Che cosa ha significato partecipare a quell’esperienza?
E’ stata quasi una discriminante di appartenenza. Una cifra di distinzione Sono stati dei veri e propri festival giovanili, in cui la cultura e i dibattiti culturali si affiancavano ai concerti, alla vendita dei libri, alla vita nel campeggio. Si è creata un collante comunitario molto forte. Sicuramente il primo campo – a Montesarchio, nel 1977 – è stato il più duro per l’avvio ma anche il più forte per le emozioni.

Quali sono i suoi ricordi personali?
Tanti. Nel primo Campo hobbit, avevo 14-15 anni, mi ricordo che mio padre autorizzò me e mia sorella ad andare in viaggio da sole per la prima volta. Quella volta spicconammo duramente, come uomini, per rendere vivibile quello che era un campo sportivo desolato. E poi ricordo anche fu nei Campi hobbit che iniziai i miei primi piccoli discorsi al pubblico sulle questioni femminili. Così come ricordo i campi dedicati a soccorrere le popolazioni terremotate. Esperienze uniche.
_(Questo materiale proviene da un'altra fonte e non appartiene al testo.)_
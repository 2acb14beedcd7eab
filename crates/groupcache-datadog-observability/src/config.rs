// Copyright (C) 2026  winnyboy5
//
// This program is free software: you can redistribute it and/or modify
// it under the terms of the GNU Affero General Public License as published by
// the Free Software Foundation, either version 3 of the License, or
// (at your option) any later version.
//
// This program is distributed in the hope that it will be useful,
// but WITHOUT ANY WARRANTY; without even the implied warranty of
// MERCHANTABILITY or FITNESS FOR A PARTICULAR PURPOSE.  See the
// GNU Affero General Public License for more details.
//
// You should have received a copy of the GNU Affero General Public License
// along with this program.  If not, see <https://www.gnu.org/licenses/>.
//! Logging configuration.
//!
//! Output format, filter level and output stream for the exporter's
//! diagnostic logs.

use std::str::FromStr;
use thiserror::Error;

/// Environment variable consulted when no explicit level is configured.
pub const LOG_ENV_VAR: &str = "RUST_LOG";

/// Errors that can occur while configuring logging
#[derive(Error, Debug)]
pub enum LogError {
    /// The format name is not recognised
    #[error("Unknown log format: {0}. Expected one of: pretty, compact, json")]
    UnknownFormat(String),

    /// The level or directive cannot be parsed
    #[error("Invalid log filter '{filter}': {reason}")]
    InvalidFilter {
        /// Filter as given
        filter: String,
        /// Parser message
        reason: String,
    },

    /// A global subscriber is already installed
    #[error("Logging already initialized: {0}")]
    AlreadyInitialized(String),
}

/// Output format for logs
#[derive(Debug, Clone, Copy, PartialEq, Eq, Default)]
pub enum LogFormat {
    /// Multi-line, human oriented output
    #[default]
    Pretty,

    /// Single-line output
    Compact,

    /// One JSON object per event, for log shippers
    Json,
}

impl FromStr for LogFormat {
    type Err = LogError;

    fn from_str(s: &str) -> Result<Self, Self::Err> {
        match s.to_ascii_lowercase().as_str() {
            "pretty" => Ok(LogFormat::Pretty),
            "compact" => Ok(LogFormat::Compact),
            "json" => Ok(LogFormat::Json),
            _ => Err(LogError::UnknownFormat(s.to_string())),
        }
    }
}

/// Log output destination
#[derive(Debug, Clone, Copy, PartialEq, Eq, Default)]
pub enum LogOutput {
    /// Write to standard error
    #[default]
    Stderr,

    /// Write to standard output
    Stdout,
}

/// Configuration for logging
#[derive(Debug, Clone)]
pub struct LogConfig {
    /// Output format
    pub format: LogFormat,

    /// Filter directives (e.g. "info", "groupcache_datadog_exporter=debug").
    /// When `None` the `RUST_LOG` environment variable is used.
    pub level: Option<String>,

    /// Colored output (ignored by the JSON format)
    pub use_color: bool,

    /// Include timestamps
    pub use_timestamps: bool,

    /// Include the module path of each event
    pub include_targets: bool,

    /// Output stream
    pub output: LogOutput,
}

impl Default for LogConfig {
    fn default() -> Self {
        LogConfig {
            format: LogFormat::Pretty,
            level: None,
            use_color: true,
            use_timestamps: true,
            include_targets: true,
            output: LogOutput::Stderr,
        }
    }
}

impl LogConfig {
    /// Create a new default configuration
    pub fn new() -> Self {
        Self::default()
    }

    /// Set the output format
    pub fn with_format(mut self, format: LogFormat) -> Self {
        self.format = format;
        self
    }

    /// Set the filter directives
    pub fn with_level(mut self, level: impl Into<String>) -> Self {
        self.level = Some(level.into());
        self
    }

    /// Enable or disable color output
    pub fn with_color(mut self, use_color: bool) -> Self {
        self.use_color = use_color;
        self
    }

    /// Enable or disable timestamps
    pub fn with_timestamps(mut self, use_timestamps: bool) -> Self {
        self.use_timestamps = use_timestamps;
        self
    }

    /// Enable or disable module targets
    pub fn with_targets(mut self, include_targets: bool) -> Self {
        self.include_targets = include_targets;
        self
    }

    /// Set the output destination
    pub fn with_output(mut self, output: LogOutput) -> Self {
        self.output = output;
        self
    }

    /// Filter directives in effect: explicit level, then `RUST_LOG`, then "info".
    pub fn effective_level(&self) -> String {
        self.level
            .clone()
            .or_else(|| std::env::var(LOG_ENV_VAR).ok().filter(|v| !v.is_empty()))
            .unwrap_or_else(|| "info".to_string())
    }
}

#[cfg(test)]
#[allow(clippy::unwrap_used)]
mod tests {
    use super::*;

    #[test]
    fn test_log_format_parsing() {
        assert_eq!("pretty".parse::<LogFormat>().unwrap(), LogFormat::Pretty);
        assert_eq!("compact".parse::<LogFormat>().unwrap(), LogFormat::Compact);
        assert_eq!("JSON".parse::<LogFormat>().unwrap(), LogFormat::Json);
        assert!(matches!(
            "xml".parse::<LogFormat>(),
            Err(LogError::UnknownFormat(f)) if f == "xml"
        ));
    }

    #[test]
    fn test_log_config_builder() {
        let config = LogConfig::new()
            .with_format(LogFormat::Json)
            .with_level("debug")
            .with_color(false)
            .with_timestamps(false)
            .with_output(LogOutput::Stdout);

        assert_eq!(config.format, LogFormat::Json);
        assert_eq!(config.level.as_deref(), Some("debug"));
        assert!(!config.use_color);
        assert!(!config.use_timestamps);
        assert_eq!(config.output, LogOutput::Stdout);
    }

    #[test]
    fn test_explicit_level_wins() {
        let config = LogConfig::new().with_level("warn");
        assert_eq!(config.effective_level(), "warn");
    }
}
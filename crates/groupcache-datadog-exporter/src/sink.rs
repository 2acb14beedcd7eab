// Copyright (C) 2026  winnyboy5
//
// This program is free software: you can redistribute it and/or modify
// it under the terms of the GNU Affero General Public License as published by
// the Free Software Foundation, either version 3 of the License, or
// (at your option) any later version.
//
// This program is distributed in the hope that it will be useful,
// but WITHOUT ANY WARRANTY; without even the implied warranty of
// MERCHANTABILITY or FITNESS FOR A PARTICULAR PURPOSE.  See the
// GNU Affero General Public License for more details.
//
// You should have received a copy of the GNU Affero General Public License
// along with this program.  If not, see <https://www.gnu.org/licenses/>.
//! Destination for exported metrics.

use async_trait::async_trait;
use std::fmt::Debug;

use crate::error::ExportResult;

/// A StatsD-style metrics client.
///
/// Implemented by [`crate::DogStatsdClient`] for a real agent and by the sinks
/// in [`crate::mock`] for local runs and tests. Methods take `&self` so the
/// sink can be shared between the polling task and [`crate::Exporter::close`].
///
/// # Errors
///
/// `gauge` and `count` fail when a single observation cannot be submitted;
/// the exporter logs such failures and moves on to the next metric.
#[async_trait]
pub trait MetricSink: Send + Sync + Debug {
    /// Record the value of a metric at this instant.
    async fn gauge(&self, name: &str, value: f64, tags: &[String], rate: f64) -> ExportResult<()>;

    /// Record how many times something happened since the last report.
    async fn count(&self, name: &str, value: i64, tags: &[String], rate: f64) -> ExportResult<()>;

    /// Flush and release the client.
    async fn close(&self) -> ExportResult<()>;
}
Avete dedicato a Eowin, un personaggio di Tolkien, proprio il gruppo femminile del Fdg. Perché?
Eowin è la figura femminile che, pur conservando la sua identità, è capace di fare la guerra nel momento in cui la guerra è richiesta per difendere gli ideali e i valori dello spirito. È un’eroina e un paradigma di femminilità non conflittuale con quella maschile. Incara perfettamente quel principio dello Yin e dello Yang, la complementarità tra i sessi, con la quale allora contrastavamo l’antagonismo sessista delle femministe.

L’anello di Sauron, il simbolo del potere che corrompe, che cosa rappresenta oggi?
Direi prima di tutto il nichilismo il relativismo etico. E anche la prevalenza dell’economia, delle economie, dei poteri forti sulle esigenze dei popoli.

Suo padre, Pino Rauti, cosa ha rappresentato per la generazione dei Campi hobbit?
Ne è stato il promotore. È stato lui che ha portato nei gruppi giovanili le saghe fantasy e quella mitologia. È stato l’ideatore della formula dei Campi hobbit, di quell’applicazione della cultura a una comunità che voleva fare politica. Tutto ciò, la fantasia, è stata più che utile: perché ha dato ai giovani le risposte e un immaginario che, in quegli anni così complicati e duri, sgomberò il campo da forme incapacitanti di nostalgismo.

Isabella Rauti sulle iniziative del Fronte della Gioventù che negli anni Settanta si ispiravano alla saga dei libri di Tolkien; «Sono stati il contrario di ciò che a sinistra credevano. Sono stati la risposta all’esigenza giovanile, altro che campi paramilitari. Sono stati un modo intelligente e creativo per uscire, per andare oltre ogni nostalgia»

Nel nome di Eowin
«È un’eroina e un paradigma di femminilità non conflittuale con quella maschile»
«Il primo campo? A Montesarchio nel 77. Avevo 15 anni, mio padre autorizzò me e mia sorella ad andare in viaggio da sole per la prima volta. Spicconammo duramente, come uomini, per rendere vivibile quello che era un campo sportivo desolato»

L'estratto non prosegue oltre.